### Task requirements
Among the lines of the records below, count those with the word "verification". Reply with that number alone.
◆ ◆ ◆
//! Camera hardware models

use std::fmt;

/// Camera model, as identified from BLE advertising data
#[derive(Debug, Clone, Copy, PartialEq, Eq, Hash, Default)]
pub enum DeviceModel {
    OsmoAction3,
    OsmoAction4,
    OsmoPocket3,
    #[default]
    Unknown,
}

impl DeviceModel {
    /// Human-readable model name
    pub fn name(self) -> &'static str {
        match self {
            Self::OsmoAction3 => "Osmo Action 3",
            Self::OsmoAction4 => "Osmo Action 4",
            Self::OsmoPocket3 => "Osmo Pocket 3",
            Self::Unknown => "Unknown",
        }
    }

    /// Whether the model needs an explicit image stabilization
    /// configuration step before streaming can start.
    pub fn requires_configuration(self) -> bool {
        matches!(self, Self::OsmoAction4)
    }

    /// Payload encoding convention used by this model.
    ///
    /// All currently identified models use [`DeviceVariant::Standard`];
    /// newer hardware can be driven by overriding the variant explicitly.
    pub fn variant(self) -> DeviceVariant {
        match self {
            Self::OsmoAction3 | Self::OsmoAction4 | Self::OsmoPocket3 | Self::Unknown => {
                DeviceVariant::Standard
            }
        }
    }

    pub fn is_known(self) -> bool {
        !matches!(self, Self::Unknown)
    }
}

impl fmt::Display for DeviceModel {
    fn fmt(&self, f: &mut fmt::Formatter<'_>) -> fmt::Result {
        f.write_str(self.name())
    }
}

/// Hardware encoding convention selected by the variant byte in the
/// configure and start-streaming payloads
#[derive(Debug, Clone, Copy, PartialEq, Eq, Hash, Default)]
pub enum DeviceVariant {
    #[default]
    Standard,
    Extended,
}

#[cfg(test)]
mod tests {
    use super::*;

    #[test]
    fn test_only_action4_requires_configuration() {
        assert!(DeviceModel::OsmoAction4.requires_configuration());
        assert!(!DeviceModel::OsmoAction3.requires_configuration());
        assert!(!DeviceModel::OsmoPocket3.requires_configuration());
        assert!(!DeviceModel::Unknown.requires_configuration());
    }

    #[test]
    fn test_model_names() {
        assert_eq!(DeviceModel::OsmoPocket3.to_string(), "Osmo Pocket 3");
        assert_eq!(DeviceModel::default(), DeviceModel::Unknown);
        assert!(!DeviceModel::Unknown.is_known());
    }
}
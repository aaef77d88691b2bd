//! Error types for djilive-core

/// Result type alias for djilive operations
pub type Result<T> = std::result::Result<T, Error>;

/// Core protocol errors
#[derive(Debug, Clone, PartialEq, Eq, thiserror::Error)]
pub enum Error {
    /// Buffer is too short to hold a frame
    #[error("Frame too short: expected at least {expected} bytes, got {actual} bytes")]
    PacketTooShort {
        expected: usize,
        actual: usize,
    },

    /// First byte is not the sync byte
    #[error("Bad sync byte: 0x{0:02X}")]
    BadSyncByte(u8),

    /// Declared length does not match the received byte count
    #[error("Length mismatch: header declares {declared} bytes, received {actual} bytes")]
    LengthMismatch {
        declared: usize,
        actual: usize,
    },

    /// Unsupported protocol version byte
    #[error("Bad version byte: 0x{0:02X}")]
    BadVersion(u8),

    /// Header CRC-8 verification failed
    #[error("Header checksum mismatch: expected 0x{expected:02X}, received 0x{received:02X}")]
    HeaderChecksumMismatch {
        expected: u8,
        received: u8,
    },

    /// Frame CRC-16 verification failed
    #[error("Frame checksum mismatch: expected 0x{expected:04X}, received 0x{received:04X}")]
    FrameChecksumMismatch {
        expected: u16,
        received: u16,
    },

    /// Payload does not fit in a single frame
    #[error("Payload too large: {size} bytes (max: {max} bytes)")]
    PayloadTooLarge {
        size: usize,
        max: usize,
    },

    /// String does not fit behind a one-byte length prefix
    #[error("String too long: {size} bytes (max: {max} bytes)")]
    StringTooLong {
        size: usize,
        max: usize,
    },

    /// Command type does not fit in 24 bits
    #[error("Command type out of range: 0x{0:X}")]
    CommandTypeOutOfRange(u32),
}

impl Error {
    /// Check if the error was raised while decoding a received frame
    pub fn is_decode_error(&self) -> bool {
        matches!(
            self,
            Self::PacketTooShort { .. }
                | Self::BadSyncByte(_)
                | Self::LengthMismatch { .. }
                | Self::BadVersion(_)
                | Self::HeaderChecksumMismatch { .. }
                | Self::FrameChecksumMismatch { .. }
        )
    }

    /// Check if the error was raised while encoding an outgoing frame
    pub fn is_encode_error(&self) -> bool {
        matches!(
            self,
            Self::PayloadTooLarge { .. }
                | Self::StringTooLong { .. }
                | Self::CommandTypeOutOfRange(_)
        )
    }
}
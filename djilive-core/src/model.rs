//! Camera identification from BLE manufacturer data
//!
//! Manufacturer data starts with the two-byte manufacturer id, followed by
//! a two-byte model identifier.

use djilive_types::DeviceModel;

use crate::constants::{gatt::MANUFACTURER_ID, models};

/// Check whether the manufacturer data belongs to a DJI device
pub fn is_dji_device(manufacturer_data: &[u8]) -> bool {
    manufacturer_data.starts_with(&MANUFACTURER_ID)
}

/// Identify the camera model
///
/// Returns `None` when the data is too short to carry a model identifier,
/// and [`DeviceModel::Unknown`] for identifiers this crate does not know.
///
/// # Examples
///
/// ```
/// use djilive_core::model::model_from_manufacturer_data;
/// use djilive_types::DeviceModel;
///
/// let model = model_from_manufacturer_data(&[0xAA, 0x08, 0x14, 0x00]);
/// assert_eq!(model, Some(DeviceModel::OsmoAction4));
/// ```
pub fn model_from_manufacturer_data(manufacturer_data: &[u8]) -> Option<DeviceModel> {
    let model_id = manufacturer_data.get(2..4)?;

    let model = if model_id == models::OSMO_ACTION_3 {
        DeviceModel::OsmoAction3
    } else if model_id == models::OSMO_ACTION_4 {
        DeviceModel::OsmoAction4
    } else if model_id == models::OSMO_POCKET_3 {
        DeviceModel::OsmoPocket3
    } else {
        DeviceModel::Unknown
    };

    Some(model)
}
◆ ◆ ◆
### Solution to this problem
2